What is conversion optimization

Conversion optimization is the process of testing your website and landing pages to improve your conversion rate. A conversion rate is the percentage of visitors who complete the desired action on a page (example: submitting a form or making a purchase). So, if 100 visitors land on your page, and 10 of them complete your form, then you have a 10% conversion rate (which would be good!).

Visitors are either compelled to respond to your call to action, or they aren’t. The best way to increase the number of people responding is through testing, analysis and optimization.

What is the user experience (UX)?

The user experience is made up of all positive and negative feelings a user has when interacting with something (software, a web page, etc). The ultimate goal for a usability engineer is to produce a page that is so intuitive to use, there are absolutely no negative feelings. To get to this point, most usability engineers conduct tests to generate user feedback.

A recent post on Test-Driven Marketing included a great quote on the importance of user experience (UX) testing in conversion focused design: “Marketing has become like software. You run it, test it, and it either works or it doesn’t.”

The user is persuaded to convert, or they aren’t.

How do conversion optimization & UX work together?

Usability testing is often wrapped up within your conversion testing, because the number one way to increase conversions is to remove usability roadblocks. If your analytics show a high bounce rate at an odd point within the conversion funnel, there is likely a usability issue.

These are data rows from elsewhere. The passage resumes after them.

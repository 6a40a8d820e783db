//! Drag gesture and cursor state definitions.

use serde::{Deserialize, Serialize};

/// Visual phase of the drag gesture.
#[derive(Debug, Clone, Copy, Default, PartialEq, Eq, Hash)]
pub enum DragPhase {
    /// No gesture in progress.
    #[default]
    Idle,
    /// A press started a gesture and no release has ended it yet.
    Dragging,
}

/// The cursor glyph the host should display over the widget.
#[derive(Debug, Clone, Copy, Default, PartialEq, Eq, Hash, Serialize, Deserialize)]
pub enum CursorState {
    /// Plain arrow; drag interaction disabled.
    #[default]
    Default,
    /// Open hand; the widget can be grabbed.
    Hand,
    /// Move glyph; a drag gesture is active.
    Dragging,
}

impl CursorState {
    /// Cursor for a surface with the given `movable` flag and phase.
    pub fn derive(movable: bool, phase: DragPhase) -> Self {
        match (movable, phase) {
            (false, _) => Self::Default,
            (true, DragPhase::Idle) => Self::Hand,
            (true, DragPhase::Dragging) => Self::Dragging,
        }
    }
}
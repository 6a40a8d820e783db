//! Host-editable options for drag surfaces.

use serde::{Deserialize, Serialize};

use crate::geometry::PixelPoint;

/// Configuration surface of a [`DragSurface`](crate::DragSurface).
///
/// Missing fields fall back to their defaults, so a property editor can
/// persist only what the user changed.
#[derive(Debug, Clone, Copy, PartialEq, Eq, Serialize, Deserialize)]
#[serde(default)]
pub struct DragSurfaceConfig {
    /// Whether pointer-driven repositioning is enabled.
    pub movable: bool,
    /// Offset of the widget within its container at creation.
    pub initial_position: PixelPoint,
}

impl Default for DragSurfaceConfig {
    fn default() -> Self {
        Self {
            movable: true,
            initial_position: PixelPoint::ZERO,
        }
    }
}

#[cfg(test)]
mod tests {
    use super::*;

    #[test]
    fn test_default_is_movable() {
        let config = DragSurfaceConfig::default();
        assert!(config.movable);
        assert_eq!(config.initial_position, PixelPoint::ZERO);
    }

    #[test]
    fn test_missing_fields_use_defaults() {
        let config: DragSurfaceConfig = serde_json::from_str("{}").unwrap();
        assert_eq!(config, DragSurfaceConfig::default());

        let config: DragSurfaceConfig = serde_json::from_str(r#"{"movable": false}"#).unwrap();
        assert!(!config.movable);
        assert_eq!(config.initial_position, PixelPoint::ZERO);
    }

    #[test]
    fn test_initial_position_from_json() {
        let config: DragSurfaceConfig =
            serde_json::from_str(r#"{"initial_position": {"x": 10, "y": -4}}"#).unwrap();
        assert!(config.movable);
        assert_eq!(config.initial_position, PixelPoint::new(10, -4));
    }
}
use thiserror::Error;

/// Style lookup errors.
#[derive(Debug, Clone, PartialEq, Eq, Error)]
pub enum StyleError {
    #[error("Unknown style: {0}")]
    Unknown(String),
}
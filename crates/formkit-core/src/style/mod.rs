//! Visual style registry for the widget family.
//!
//! Styles are a closed set known at build time. [`Style::ALL`] fixes the
//! listing order and [`Style::name`] the display string of each variant.

mod error;

pub use error::StyleError;

use serde::{Deserialize, Deserializer, Serialize, Serializer};
use std::fmt;
use std::str::FromStr;

/// A visual theme identifier.
#[derive(Debug, Clone, Copy, Default, PartialEq, Eq, Hash)]
pub enum Style {
    #[default]
    Default,
    Black,
    White,
    Silver,
    Blue,
    Green,
    Lime,
    Teal,
    Orange,
    Brown,
    Pink,
    Magenta,
    Purple,
    Red,
    Yellow,
}

impl Style {
    /// Every style, in declaration order.
    pub const ALL: [Style; 15] = [
        Style::Default,
        Style::Black,
        Style::White,
        Style::Silver,
        Style::Blue,
        Style::Green,
        Style::Lime,
        Style::Teal,
        Style::Orange,
        Style::Brown,
        Style::Pink,
        Style::Magenta,
        Style::Purple,
        Style::Red,
        Style::Yellow,
    ];

    /// Display name of the style.
    pub const fn name(self) -> &'static str {
        match self {
            Style::Default => "Default",
            Style::Black => "Black",
            Style::White => "White",
            Style::Silver => "Silver",
            Style::Blue => "Blue",
            Style::Green => "Green",
            Style::Lime => "Lime",
            Style::Teal => "Teal",
            Style::Orange => "Orange",
            Style::Brown => "Brown",
            Style::Pink => "Pink",
            Style::Magenta => "Magenta",
            Style::Purple => "Purple",
            Style::Red => "Red",
            Style::Yellow => "Yellow",
        }
    }
}

impl fmt::Display for Style {
    fn fmt(&self, f: &mut fmt::Formatter<'_>) -> fmt::Result {
        f.write_str(self.name())
    }
}

impl FromStr for Style {
    type Err = StyleError;

    /// Parse a style name, ignoring ASCII case and surrounding whitespace.
    fn from_str(s: &str) -> Result<Self, Self::Err> {
        let trimmed = s.trim();
        Style::ALL
            .into_iter()
            .find(|style| style.name().eq_ignore_ascii_case(trimmed))
            .ok_or_else(|| StyleError::Unknown(trimmed.to_string()))
    }
}

impl Serialize for Style {
    fn serialize<S: Serializer>(&self, serializer: S) -> Result<S::Ok, S::Error> {
        serializer.serialize_str(self.name())
    }
}

impl<'de> Deserialize<'de> for Style {
    fn deserialize<D: Deserializer<'de>>(deserializer: D) -> Result<Self, D::Error> {
        let name = String::deserialize(deserializer)?;
        name.parse().map_err(serde::de::Error::custom)
    }
}

/// Lists the styles available to host theme pickers.
pub struct StyleRegistry;

impl StyleRegistry {
    /// Ordered style names.
    pub fn list_styles() -> Vec<String> {
        Style::ALL.iter().map(|style| style.name().to_string()).collect()
    }

    /// Ordered style identifiers.
    pub fn styles() -> &'static [Style] {
        &Style::ALL
    }

    /// Number of registered styles.
    pub fn len() -> usize {
        Style::ALL.len()
    }

    /// Find a style by name.
    pub fn lookup(name: &str) -> Option<Style> {
        name.parse().ok()
    }
}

For example, a user may be persuaded to convert but after clicking your button they are presented with an error page. The user is confused (Did the submission go through or not? Was my card charged or not?), and you may not be receiving valuable data.

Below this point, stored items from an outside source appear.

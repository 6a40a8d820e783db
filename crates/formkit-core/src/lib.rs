//! FormKit Core Library
//!
//! Platform-agnostic state for FormKit widgets: the drag surface that backs
//! draggable containers, and the registry of visual styles.

pub mod config;
pub mod drag;
pub mod geometry;
pub mod input;
pub mod style;

pub use config::DragSurfaceConfig;
pub use drag::{CursorState, DragPhase, DragResponse, DragSurface};
pub use geometry::PixelPoint;
pub use input::{MouseButton, PointerButtons, PointerEvent};
pub use style::{Style, StyleError, StyleRegistry};

#[cfg(test)]
pub(crate) fn init_test_logging() {
    let _ = env_logger::builder().is_test(true).try_init();
}
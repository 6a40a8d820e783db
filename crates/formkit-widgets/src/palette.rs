//! Accent colours for the registered styles.
//!
//! Hues follow the Tailwind CSS palette (mostly the 500 shade).

use egui::{vec2, Color32, CornerRadius, Sense, Stroke, StrokeKind, Ui};
use formkit_core::Style;

use crate::{sizing, theme};

/// Accent colour used for borders and highlights under `style`.
pub fn accent_color(style: Style) -> Color32 {
    match style {
        Style::Default => theme::ACCENT,
        Style::Black => Color32::from_rgb(17, 17, 17),
        Style::White => Color32::from_rgb(255, 255, 255),
        Style::Silver => Color32::from_rgb(148, 163, 184),
        Style::Blue => Color32::from_rgb(37, 99, 235),
        Style::Green => Color32::from_rgb(34, 197, 94),
        Style::Lime => Color32::from_rgb(132, 204, 22),
        Style::Teal => Color32::from_rgb(20, 184, 166),
        Style::Orange => Color32::from_rgb(249, 115, 22),
        Style::Brown => Color32::from_rgb(146, 64, 14),
        Style::Pink => Color32::from_rgb(236, 72, 153),
        Style::Magenta => Color32::from_rgb(217, 70, 239),
        Style::Purple => Color32::from_rgb(168, 85, 247),
        Style::Red => Color32::from_rgb(239, 68, 68),
        Style::Yellow => Color32::from_rgb(234, 179, 8),
    }
}

/// Draw a small square swatch of the style's accent colour.
pub fn style_swatch(ui: &mut Ui, style: Style) {
    let size = vec2(sizing::SMALL, sizing::SMALL);
    let (rect, _response) = ui.allocate_exact_size(size, Sense::hover());
    if ui.is_rect_visible(rect) {
        let radius = CornerRadius::same(sizing::CORNER_RADIUS / 2);
        ui.painter().rect_filled(rect, radius, accent_color(style));
        ui.painter().rect_stroke(
            rect,
            radius,
            Stroke::new(1.0, theme::BORDER),
            StrokeKind::Inside,
        );
    }
}

#[cfg(test)]
mod tests {
    use super::*;
    use std::collections::HashSet;

    #[test]
    fn test_colored_styles_have_distinct_accents() {
        // Default shares the toolkit accent; every other style is unique.
        let accents: HashSet<Color32> = Style::ALL
            .iter()
            .filter(|s| **s != Style::Default)
            .map(|s| accent_color(*s))
            .collect();
        assert_eq!(accents.len(), Style::ALL.len() - 1);
    }

    #[test]
    fn test_default_uses_theme_accent() {
        assert_eq!(accent_color(Style::Default), theme::ACCENT);
    }
}
//! Theme picker listing the registered styles.

use egui::{ComboBox, Ui};
use formkit_core::{Style, StyleRegistry};

use crate::layout::section_label;
use crate::palette::style_swatch;
use crate::sizing;

/// A labelled combo box for choosing a [`Style`].
pub struct StylePicker<'a> {
    label: &'a str,
    selected: &'a mut Style,
    width: f32,
}

impl<'a> StylePicker<'a> {
    /// Create a picker editing `selected`.
    pub fn new(label: &'a str, selected: &'a mut Style) -> Self {
        Self {
            label,
            selected,
            width: sizing::PICKER_WIDTH,
        }
    }

    /// Set the combo box width.
    pub fn width(mut self, width: f32) -> Self {
        self.width = width;
        self
    }

    /// Show the picker and return true if the selection changed.
    pub fn show(self, ui: &mut Ui) -> bool {
        let before = *self.selected;
        let selected = self.selected;

        section_label(ui, self.label);
        ComboBox::from_id_salt(self.label)
            .selected_text(before.name())
            .width(self.width)
            .show_ui(ui, |ui| {
                let names = StyleRegistry::list_styles();
                for (style, name) in StyleRegistry::styles().iter().zip(names) {
                    ui.horizontal(|ui| {
                        style_swatch(ui, *style);
                        ui.selectable_value(&mut *selected, *style, name);
                    });
                }
            });

        let changed = *selected != before;
        if changed {
            log::debug!("Style changed: {} -> {}", before, selected);
        }
        changed
    }
}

In “Always Be Testing,” Bryan Eisenberg writes, “The goal of usability is to remove any obstacles impeding the experience and process of online interactions.”

Marketers today need to be empowered with the ability to make usability and conversion focused changes to pages – in real time – without the help of IT. Without this ability, removing obstacles will take much longer than it should (which is no time at all).

Common usability roadblocks that impede conversion

Here are five common usability roadblocks that will prevent conversion:

  • Links that don’t look like links and are never clicked on
  • Accessibility issues – visitors with impairments are unable to convert
  • Unreadable font color or sizes
  • Confusing navigation that leads away from conversion
  • 404 or other page errors

Be sure to run through your pages and look for these obstacles before launching. Then after launch, begin running tests immediately to discover user patterns that lead to and away from conversion.

“Marketing has become like software. You run it, test it, and it either works or it doesn’t.” And if it doesn’t work you must look to user feedback/analytics to figure out why. Nothing is more important than the WHY, except maybe the HOW: how to fix the why.